Does $\pi$ contain the combination $ 1234567890$?

Question

This question is related with Does Pi contain all possible number combinations?. More specifically, I want to know if $\pi$ contains $1234567890$. I checked this link https://www.facebook.com/notes/astronomy-and-astrophysics/what-is-the-exact-value-of-pi-%CF%80/176922585687811 and did not see it there. I think that $\pi$ does not contain $1234567890$. It is true or not. If it is true, how to prove it?

Answer 1

The nature of most real numbers is that, in any base, you can find any sequence of digits infinitely many times. The definition of "most" is technical, but rigorous.

We don't know if $\pi$ has this property, but we don't know it doesn't. It appears to have this property in base $10$, but we can't prove it, yet, and "appears" is always a bit of nonsense when we are saying, "We've checked the first $N$ examples out of infinity."

So, as Cameron commented, you are not going to find anybody here who is going to be able to prove that it doesn't occur, since, if we could, we'd have answered a long unresolved question.

If $\pi$ acted like a string of random digits, then you'd expect to have to check on the order of $10^{10}$ or $10$ billion digits before you found $1234567890$. If you tested $1$ trillion digits and still didn't find this sequence, I'd be shocked. But I don't know where you can download $1$ trillion digits of $\pi$...

In the first 1 billion digits of $\pi$, I found two instances of $123456789$, but no instances of $1234567890$.

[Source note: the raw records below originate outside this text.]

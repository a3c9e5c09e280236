//! Settings loading with deep merge and environment variable overrides.
//!
//! Merge rules for the settings file:
//! - objects merge key by key, recursively
//! - arrays and scalars from the file replace the default outright
//! - `null` in the file keeps the default

use std::path::{Path, PathBuf};

use serde_json::Value;
use tracing::{debug, warn};

use crate::errors::Result;
use crate::types::OrderwireSettings;

/// Path to the user settings file (`~/.orderwire/settings.json`).
pub fn settings_path() -> PathBuf {
    let home = std::env::var("HOME").unwrap_or_else(|_| "/tmp".to_string());
    PathBuf::from(home).join(".orderwire").join("settings.json")
}

/// Load settings from [`settings_path`] with env var overrides.
pub fn load_settings() -> Result<OrderwireSettings> {
    load_settings_from_path(&settings_path())
}

/// Load settings from `path` with env var overrides.
///
/// A missing file yields the defaults; a malformed one is an error.
pub fn load_settings_from_path(path: &Path) -> Result<OrderwireSettings> {
    let mut settings = read_layered(path)?;
    apply_env_overrides(&mut settings);
    Ok(settings)
}

fn read_layered(path: &Path) -> Result<OrderwireSettings> {
    let defaults = serde_json::to_value(OrderwireSettings::default())?;
    if !path.exists() {
        debug!(?path, "no settings file, using defaults");
        return Ok(serde_json::from_value(defaults)?);
    }

    debug!(?path, "loading settings file");
    let raw = std::fs::read_to_string(path)?;
    let user: Value = serde_json::from_str(&raw)?;
    Ok(serde_json::from_value(deep_merge(defaults, user))?)
}

/// Merge `overlay` onto `base`.
pub fn deep_merge(base: Value, overlay: Value) -> Value {
    match (base, overlay) {
        (Value::Object(mut merged), Value::Object(overlay)) => {
            for (key, value) in overlay {
                if value.is_null() {
                    continue;
                }
                let next = match merged.remove(&key) {
                    Some(existing) => deep_merge(existing, value),
                    None => value,
                };
                let _ = merged.insert(key, next);
            }
            Value::Object(merged)
        }
        (_, overlay) => overlay,
    }
}

/// Apply `ORDERWIRE_*` environment overrides.
///
/// Values that fail to parse or fall outside their range are ignored with a
/// warning.
pub fn apply_env_overrides(settings: &mut OrderwireSettings) {
    // ── Session ─────────────────────────────────────────────────────
    if let Some(v) = read_env_string("ORDERWIRE_BASE_URL") {
        settings.session.base_url = v;
    }
    if let Some(v) = read_env_u64("ORDERWIRE_REQUEST_TIMEOUT_MS", 100, 600_000) {
        settings.session.request_timeout_ms = v;
    }
    if let Some(v) = read_env_u64("ORDERWIRE_REFRESH_SETTLE_MS", 0, 10_000) {
        settings.session.refresh_settle_ms = v;
    }

    // ── Bridge ──────────────────────────────────────────────────────
    if let Some(v) = read_env_string("ORDERWIRE_BRIDGE_HOST") {
        settings.bridge.host = v;
    }
    if let Some(v) = read_env_u16("ORDERWIRE_BRIDGE_PORT", 0, 65535) {
        settings.bridge.port = v;
    }
    if let Some(v) = read_env_string("ORDERWIRE_UPSTREAM_URL") {
        settings.bridge.upstream_url = v;
    }

    // ── Stream ──────────────────────────────────────────────────────
    if let Some(v) = read_env_string("ORDERWIRE_STREAM_URL") {
        settings.stream.url = v;
    }
    if let Some(v) = read_env_u64("ORDERWIRE_PING_INTERVAL_MS", 100, 600_000) {
        settings.stream.ping_interval_ms = v;
    }
    if let Some(v) = read_env_u64("ORDERWIRE_RECONNECT_DELAY_MS", 0, 600_000) {
        settings.stream.reconnect_delay_ms = v;
    }
    if let Some(v) = read_env_u32("ORDERWIRE_MAX_RECONNECT_ATTEMPTS", 0, 1_000) {
        settings.stream.max_reconnect_attempts = v;
    }

    // ── Logging ─────────────────────────────────────────────────────
    if let Some(v) = read_env_string("ORDERWIRE_LOG_LEVEL") {
        settings.logging.level = v;
    }
    if let Some(v) = read_env_bool("ORDERWIRE_LOG_JSON") {
        settings.logging.json = v;
    }
}

// ── Parsing ─────────────────────────────────────────────────────────────────

/// Parse a boolean: `true`/`1`/`yes`/`on` or `false`/`0`/`no`/`off`,
/// case-insensitive.
pub fn parse_bool(val: &str) -> Option<bool> {
    match val.trim().to_ascii_lowercase().as_str() {
        "true" | "1" | "yes" | "on" => Some(true),
        "false" | "0" | "no" | "off" => Some(false),
        _ => None,
    }
}

/// Parse a `u16` within `min..=max`.
pub fn parse_u16_range(val: &str, min: u16, max: u16) -> Option<u16> {
    let n: u16 = val.trim().parse().ok()?;
    (min..=max).contains(&n).then_some(n)
}

/// Parse a `u64` within `min..=max`.
pub fn parse_u64_range(val: &str, min: u64, max: u64) -> Option<u64> {
    let n: u64 = val.trim().parse().ok()?;
    (min..=max).contains(&n).then_some(n)
}

fn read_env_string(name: &str) -> Option<String> {
    std::env::var(name).ok().filter(|v| !v.trim().is_empty())
}

fn read_env_parsed<T>(name: &str, kind: &str, parse: impl FnOnce(&str) -> Option<T>) -> Option<T> {
    let val = std::env::var(name).ok()?;
    let parsed = parse(&val);
    if parsed.is_none() {
        warn!(key = name, value = %val, kind, "invalid env var, ignoring");
    }
    parsed
}

fn read_env_bool(name: &str) -> Option<bool> {
    read_env_parsed(name, "bool", parse_bool)
}

fn read_env_u16(name: &str, min: u16, max: u16) -> Option<u16> {
    read_env_parsed(name, "u16", |v| parse_u16_range(v, min, max))
}

fn read_env_u32(name: &str, min: u32, max: u32) -> Option<u32> {
    read_env_parsed(name, "u32", |v| {
        parse_u64_range(v, u64::from(min), u64::from(max)).and_then(|n| u32::try_from(n).ok())
    })
}

fn read_env_u64(name: &str, min: u64, max: u64) -> Option<u64> {
    read_env_parsed(name, "u64", |v| parse_u64_range(v, min, max))
}

// ─────────────────────────────────────────────────────────────────────────────
// Tests
// ─────────────────────────────────────────────────────────────────────────────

Here's a simple example. In the first billion digits, there were $10049$ instances of $12345.$ There were $969$ instances of $123456$. There were $97$ instances of $1234567$. There were $9$ instances of $12345678$. And there were two instances of $123456789.$ If the digits of $\pi$ were random, we expect that approximately one tenth of the instances of $123456789$ in any sample would have next digit $0$.